Bug 108811

Summary: Oracle Deadlock caused by ContentItem.beforeSave()
Product: [Retired] Red Hat Enterprise CMS Reporter: Carsten Clasohm <clasohm>
Component: content typesAssignee: Archit Shah <archit.shah>
Status: CLOSED RAWHIDE QA Contact: Jon Orris <jorris>
Severity: medium Docs Contact:
Priority: medium    
Version: 6.0   
Target Milestone: ---   
Target Release: ---   
Hardware: All   
OS: Linux   
Whiteboard:
Fixed In Version: Doc Type: Bug Fix
Doc Text:
Story Points: ---
Clone Of: Environment:
Last Closed: 2003-12-15 19:28:32 UTC Type: ---
Regression: --- Mount Type: ---
Documentation: --- CRM:
Verified Versions: Category: ---
oVirt Team: --- RHEL 7.3 requirements from Atomic Host:
Cloudforms Team: --- Target Upstream Version:
Embargoed:
Bug Depends On:    
Bug Blocks: 100952    
Attachments:
Description Flags
Deadlock and Data Corruption Scenarios
none
Log output for single setParent call none

Description Carsten Clasohm 2003-11-02 14:03:20 UTC
Description of problem:

Let's assume we have an Article object and want to change the CMS
folder it is located in. When ContentItem.setParent() is called and
the article is saved, the following happens:

1. beforeSave() calls setAncestors(getParent())

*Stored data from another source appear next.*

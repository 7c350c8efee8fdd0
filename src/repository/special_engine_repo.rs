// ==========================================
// 生产管理系统 - 特殊发动机仓储
// ==========================================

use crate::domain::special_engine::{SpecialEngine, SpecialEngineDraft};
use crate::repository::data_store::DataStore;
use crate::repository::error::{RepositoryError, RepositoryResult};
use rusqlite::params;
use std::sync::Arc;

pub struct SpecialEngineRepository {
    store: Arc<DataStore>,
}

impl SpecialEngineRepository {
    pub fn new(store: Arc<DataStore>) -> Self {
        Self { store }
    }

    /// 查询全部特殊发动机（按发动机代码升序）
    pub fn list_all(&self) -> RepositoryResult<Vec<SpecialEngine>> {
        self.store.query(
            r#"
            SELECT id, engine_code, gear, engine_name, operator_id, created_at, updated_at
            FROM special_engines
            ORDER BY engine_code ASC
            "#,
            params![],
            |row| {
                Ok(SpecialEngine {
                    id: row.get(0)?,
                    engine_code: row.get(1)?,
                    gear: row.get(2)?,
                    engine_name: row.get(3)?,
                    operator_id: row.get(4)?,
                    created_at: row.get(5)?,
                    updated_at: row.get(6)?,
                })
            },
        )
    }

    pub fn insert(&self, engine: &SpecialEngineDraft, operator: &str) -> RepositoryResult<i64> {
        let outcome = self.store.execute(
            r#"
            INSERT INTO special_engines (engine_code, gear, engine_name, operator_id)
            VALUES (?1, ?2, ?3, ?4)
            "#,
            params![engine.engine_code, engine.gear, engine.engine_name, operator],
        )?;

        outcome.inserted_id().ok_or_else(|| {
            RepositoryError::DatabaseQueryError("INSERT 未返回自增 id".to_string())
        })
    }

    pub fn update(&self, id: i64, engine: &SpecialEngineDraft, operator: &str) -> RepositoryResult<usize> {
        let outcome = self.store.execute(
            r#"
            UPDATE special_engines
            SET engine_code = ?1, gear = ?2, engine_name = ?3, operator_id = ?4
            WHERE id = ?5
            "#,
            params![engine.engine_code, engine.gear, engine.engine_name, operator, id],
        )?;
        Ok(outcome.affected())
    }

    pub fn delete(&self, id: i64) -> RepositoryResult<usize> {
        let outcome = self
            .store
            .execute("DELETE FROM special_engines WHERE id = ?1", params![id])?;
        Ok(outcome.affected())
    }
}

2. Although the parent is not being modified, its own beforeSave
method is called. (I'm not sure if this a bug or intended behaviour.)

3. Since the parent is a Folder, we again are in
ContentItem.beforeSave, and recursively call setAncestors for all
folders up to the root folder of the content section.

4. Persistence executes the SQL queries in this order: First,
cms_items.parent_id is set for the Article, and then
cms_items.ancestors is set starting with the root folder and ending
with the new parent folder.

This means that every thread which moves a content item or creates a
new one has to lock the root folder's row in cms_items, which hurts
scalability and can result in an Oracle deadlock (ORA-00060), which
happened when a customer did performance tests under heavy load.

I have attached a scenario description where this leads to a deadlock.
Besides the deadlock, the failure to properly lock the rows in
cms_items can result in the ancestors column getting corrupted - I
have also included a scenario for this.

Version-Release number of selected component (if applicable):
6.0

How reproducible:

Should be fairly easy to reproduce under heavy load, although I have
only a bug report from a customer. But a look at the executed SQL
queries shows that there indeed is a problem.

Steps to Reproduce:
See attached file.

Expected results:
setAncestors must not be called for the item's new parent. Either
beforeSave has to be changed so it only calls setAncestors when the
parent has changed, or persistence has to be changed so it doesn't
call beforeSave for the parent.

Additional info:

See changelist 37597 for a fix to the deadlock problem. Corruption of
the ancestors column could be prevented by locking all affected rows
before reading and modifying the ancestors column (select for update).

Comment 1 Carsten Clasohm 2003-11-02 14:04:06 UTC
Created attachment 95664 [details]
Deadlock and Data Corruption Scenarios

Comment 2 Carsten Clasohm 2003-11-02 14:04:53 UTC
Created attachment 95665 [details]
Log output for single setParent call

Comment 3 Richard Li 2003-11-02 20:58:32 UTC
Thanks. Carsten, I believe you are correct, and we're currently
testing a patch for this under load. -> ashah, who wrote the patch.

Comment 4 Vadim Nasardinov 2003-11-03 15:42:17 UTC
Carsten submits some of the best bug reports I've seen.
Well-researched, well-explained, and well-patched.


Comment 5 Archit Shah 2003-11-10 22:10:52 UTC
patch applied to 6.0.x (37880) and dev (37881)

Comment 6 Daniel Berrangé 2003-11-11 11:14:30 UTC
This path has broken the hierarchy denormalization for live items
again - see bug 109718